AURORA, Ind. (November 1, 2021) — Because of COVID-19 restrictions in place since early last year, youth at the YES Home in Aurora, Indiana, have had fewer family visits and have reported feelings of isolation and depressed moods, according to staff.
Youth Encouragement Services, a United Way of Greater Cincinnati partner agency, operates the residential program, which provides safe housing and comprehensive services to boys and girls between the ages of 12 and 20 who are under the supervision of the Indiana Department of Child Services.
Coronavirus safeguards restrict visitors’ access to campus and complicate the process of YES Home residents taking off-site visits. Such isolation has impacted the home’s youth, exacerbating the mental health issues of some youth who were struggling even before the pandemic. What’s more, such struggles “affect (staff) because they affect the kids so much,” said Bree Nero, a resident technician at the home.
Against that backdrop, YES Home received a grant from United Way of Greater Cincinnati – Southeast Indiana that made it possible for youth and staff to attend workshops in Southeast Indiana devoted to self-care and resiliency. The funding was made possible by a COVID-19 Economic Initiative Grant from Lilly Inc. and a partnership with Indiana United Ways, a state professional association.
The workshops, held in late September, were led by Skye Berger of Door Opener Academy, an organization that works with youth and youth-care workers.
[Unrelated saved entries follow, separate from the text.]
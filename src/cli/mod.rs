pub mod config;

use std::path::{Path, PathBuf};
use std::sync::Arc;

use anyhow::{Context as _, Result};
use clap::{Parser, Subcommand};
use serde_json::{Map, Value};
use tracing::{info, warn};

use crate::canvas::{parse_unchecked, validate_tree};
use crate::checkpoint::{CheckpointStore, JsonCheckpointStore};
use crate::engine::types::NodeStatus;
use crate::nodes::CapabilityRegistry;
use crate::service::{Caller, CreateWorkflow, ProcessInfo, WorkflowService};
use crate::storage::JsonRepository;

use config::CanvasflowConfig;

/// Space and user the CLI acts as.
const LOCAL_SPACE: &str = "local";
const LOCAL_USER: &str = "cli";

#[derive(Parser)]
#[command(name = "canvasflow", version, about = "Canvas workflow engine")]
pub struct Cli {
    /// Path to a .env file to load (default: auto-detect .env in cwd)
    #[arg(long, global = true)]
    dotenv: Option<PathBuf>,

    /// Path to a YAML config file (default: canvasflow.yaml in cwd if present)
    #[arg(long, global = true, env = "CANVASFLOW_CONFIG")]
    config: Option<PathBuf>,

    /// Directory holding workflows, executions and checkpoints
    #[arg(long, global = true, env = "CANVASFLOW_DATA_DIR")]
    data_dir: Option<PathBuf>,

    #[command(subcommand)]
    pub command: Commands,
}

#[derive(Subcommand)]
pub enum Commands {
    /// Start the REST API server
    Serve {
        /// Host to bind to
        #[arg(long, env = "HOST")]
        host: Option<String>,

        /// Port to listen on
        #[arg(short, long, env = "PORT")]
        port: Option<u16>,

        /// Maximum request body size in bytes (default: 1048576 = 1 MB)
        #[arg(long, env = "MAX_BODY")]
        max_body: Option<usize>,
    },

    /// Validate a canvas JSON file without executing it
    Validate {
        /// Path to the canvas JSON file
        canvas: PathBuf,
    },

    /// Test-run a canvas locally and print the process
    Run {
        /// Path to the canvas JSON file
        canvas: PathBuf,

        /// Start node input as a JSON object
        #[arg(short, long)]
        input: Option<String>,

        /// Print node inputs and outputs
        #[arg(short, long)]
        verbose: bool,
    },

    /// Answer an interrupt and continue the execution
    Resume {
        execute_id: String,
        event_id: String,
        /// Resume data; parsed as JSON when possible, otherwise sent as a string
        data: String,

        #[arg(short, long)]
        verbose: bool,
    },

    /// Print the process of an execution
    Process {
        execute_id: String,

        #[arg(short, long)]
        verbose: bool,
    },

    /// List registered capability providers
    Nodes,
}

pub async fn run_cli() -> Result<()> {
    let cli = Cli::parse();

    // Load .env file
    load_dotenv(cli.dotenv.as_deref());
    let config = CanvasflowConfig::load(cli.config.as_deref())?;
    let data_dir = config.data_dir(cli.data_dir);

    match cli.command {
        Commands::Serve {
            host,
            port,
            max_body,
        } => {
            let host = host
                .or_else(|| config.host.clone())
                .unwrap_or_else(|| config::DEFAULT_HOST.to_string());
            let port = port.or(config.port).unwrap_or(config::DEFAULT_PORT);
            let max_body = max_body
                .or(config.max_body)
                .unwrap_or(config::DEFAULT_MAX_BODY);
            let service = build_service(&config, &data_dir).await?;
            crate::api::serve(&host, port, service, max_body).await
        }
        Commands::Validate { canvas } => cmd_validate(&canvas),
        Commands::Run {
            canvas,
            input,
            verbose,
        } => {
            let service = build_service(&config, &data_dir).await?;
            cmd_run(&service, &canvas, input, verbose).await
        }
        Commands::Resume {
            execute_id,
            event_id,
            data,
            verbose,
        } => {
            let service = build_service(&config, &data_dir).await?;
            cmd_resume(&service, &execute_id, &event_id, &data, verbose).await
        }
        Commands::Process {
            execute_id,
            verbose,
        } => {
            let service = build_service(&config, &data_dir).await?;
            let process = service.get_process(&local_caller(), &execute_id).await?;
            print_process(&process, verbose)
        }
        Commands::Nodes => cmd_nodes(),
    }
}

/// Load environment variables from a .env file.
/// If an explicit path is given, load from that path (error if missing).
/// Otherwise, auto-detect .env in the current working directory (silently skip if absent).
fn load_dotenv(explicit_path: Option<&Path>) {
    match explicit_path {
        Some(path) => match dotenvy::from_path(path) {
            Ok(()) => info!("Loaded env from {}", path.display()),
            Err(e) => {
                eprintln!(
                    "Warning: Failed to load dotenv file '{}': {}",
                    path.display(),
                    e
                );
            }
        },
        None => match dotenvy::dotenv() {
            Ok(path) => info!("Loaded env from {}", path.display()),
            Err(dotenvy::Error::Io(_)) => {}
            Err(e) => {
                eprintln!("Warning: Failed to parse .env file: {}", e);
            }
        },
    }
}

fn local_caller() -> Caller {
    Caller::new(LOCAL_SPACE, LOCAL_USER)
}

async fn checkpoint_store(config: &CanvasflowConfig, data_dir: &Path) -> Result<Arc<dyn CheckpointStore>> {
    #[cfg(feature = "redis")]
    if let Some(url) = &config.redis_url {
        let store = crate::checkpoint::RedisCheckpointStore::connect(url).await?;
        info!("Using Redis checkpoint store");
        return Ok(Arc::new(store));
    }
    #[cfg(not(feature = "redis"))]
    if config.redis_url.is_some() {
        warn!("redis_url is set but canvasflow was built without the `redis` feature; using files");
    }
    Ok(Arc::new(JsonCheckpointStore::new(data_dir.join("checkpoints"))))
}

/// Service over the JSON repository under `data_dir`.
pub async fn build_service(config: &CanvasflowConfig, data_dir: &Path) -> Result<Arc<WorkflowService>> {
    let registry = Arc::new(CapabilityRegistry::with_builtins());
    let repo = Arc::new(JsonRepository::new(data_dir.join("repo")));
    let checkpoints = checkpoint_store(config, data_dir).await?;
    let service = WorkflowService::new(registry, repo, checkpoints, config.engine_config())
        .with_stream_buffer(config.stream_buffer());
    Ok(Arc::new(service))
}

fn cmd_validate(path: &Path) -> Result<()> {
    let bytes = std::fs::read(path)
        .with_context(|| format!("Failed to read canvas: {}", path.display()))?;
    let canvas = parse_unchecked(&bytes)?;
    let issues = validate_tree(&canvas);

    println!("Canvas: {}", path.display());
    println!("Nodes: {}", canvas.all_nodes().len());

    if issues.is_empty() {
        println!("Validation: OK");
        return Ok(());
    }
    println!("Validation: FAILED");
    for issue in &issues {
        println!("  - {}", issue);
    }
    anyhow::bail!("{} validation issue(s) found", issues.len());
}

async fn cmd_run(service: &WorkflowService, path: &Path, input: Option<String>, verbose: bool) -> Result<()> {
    let bytes = std::fs::read(path)
        .with_context(|| format!("Failed to read canvas: {}", path.display()))?;
    let input: Map<String, Value> = match input {
        Some(json) => serde_json::from_str(&json).context("Failed to parse --input JSON")?,
        None => Map::new(),
    };

    let caller = local_caller();
    let name = path
        .file_stem()
        .map(|s| s.to_string_lossy().to_string())
        .unwrap_or_else(|| "workflow".to_string());
    let meta = service
        .create_workflow(
            &caller,
            CreateWorkflow {
                name,
                ..Default::default()
            },
        )
        .await?;
    service.save_workflow(&caller, &meta.id, &bytes).await?;

    let execute_id = service.test_run(&caller, &meta.id, input).await?;
    service.wait(&execute_id).await?;
    let process = service.get_process(&caller, &execute_id).await?;
    print_process(&process, verbose)
}

async fn cmd_resume(
    service: &WorkflowService,
    execute_id: &str,
    event_id: &str,
    data: &str,
    verbose: bool,
) -> Result<()> {
    let data = serde_json::from_str(data).unwrap_or_else(|_| Value::String(data.to_string()));
    let caller = local_caller();
    let root_id = service.resume(&caller, execute_id, event_id, data).await?;
    service.wait(&root_id).await?;
    let process = service.get_process(&caller, &root_id).await?;
    print_process(&process, verbose)
}

fn print_process(process: &ProcessInfo, verbose: bool) -> Result<()> {
    println!("Execute ID: {}", process.execute_id);
    println!("Workflow: {}", process.workflow_id);
    println!("Status: {}", process.status);
    if let Some(reason) = &process.reason {
        println!("Reason: {}", reason);
    }

    println!("\nNodes:");
    for result in &process.node_results {
        let status_icon = match result.status {
            NodeStatus::Success if result.error.is_some() => "!",
            NodeStatus::Success => "✓",
            NodeStatus::Failed => "✗",
            NodeStatus::Skipped => "⊘",
            NodeStatus::Running => "⟳",
            NodeStatus::Interrupted => "?",
        };
        let index = result.index.map(|i| format!("[{}]", i)).unwrap_or_default();
        println!(
            "  {} {}{} [{}] (attempt {})",
            status_icon, result.node_id, index, result.node_type, result.attempt
        );
        if verbose && let Some(finished) = result.finished_at {
            let duration = finished - result.started_at;
            println!("    Duration: {}ms", duration.num_milliseconds());
        }
        if let Some(err) = &result.error {
            println!("    Error: {}", err);
        }
        if let Some(sub) = &result.sub_execute_id {
            println!("    Sub-execution: {}", sub);
        }
        if verbose && let Some(output) = &result.output {
            println!("    Output: {}", output);
        }
    }

    if !process.node_events.is_empty() {
        println!("\nWaiting for input:");
        for event in &process.node_events {
            println!("  {} [{}]", event.id, event.event_type);
            println!("    {}", event.payload);
        }
    }

    if let Some(output) = &process.output {
        println!("\nOutput:");
        println!("{}", serde_json::to_string_pretty(output)?);
    }
    if !process.usage.is_zero() {
        println!(
            "\nTokens: {} in / {} out",
            process.usage.input_tokens, process.usage.output_tokens
        );
    }
    Ok(())
}

fn cmd_nodes() -> Result<()> {
    let registry = CapabilityRegistry::with_builtins();
    let nodes = registry.list();

    println!("{:<22} DESCRIPTION", "NODE TYPE");
    println!("{}", "-".repeat(60));

    for (kind, desc) in &nodes {
        println!("{:<22} {}", kind.as_str(), desc);
    }

    println!("\nTotal: {} node(s)", nodes.len());
    Ok(())
}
One session was for youth and parents and was open to the community. “I think the (YES Home) kids liked it,” Nero said. “A lot of them now use the coping skills that were taught.”
In the session attended by YES Home staff, Nero said they received valuable tips, such as how to recognize and respond to stressors, how to balance self-care and work, and the importance of understanding that self-care is necessary, not self-indulgent.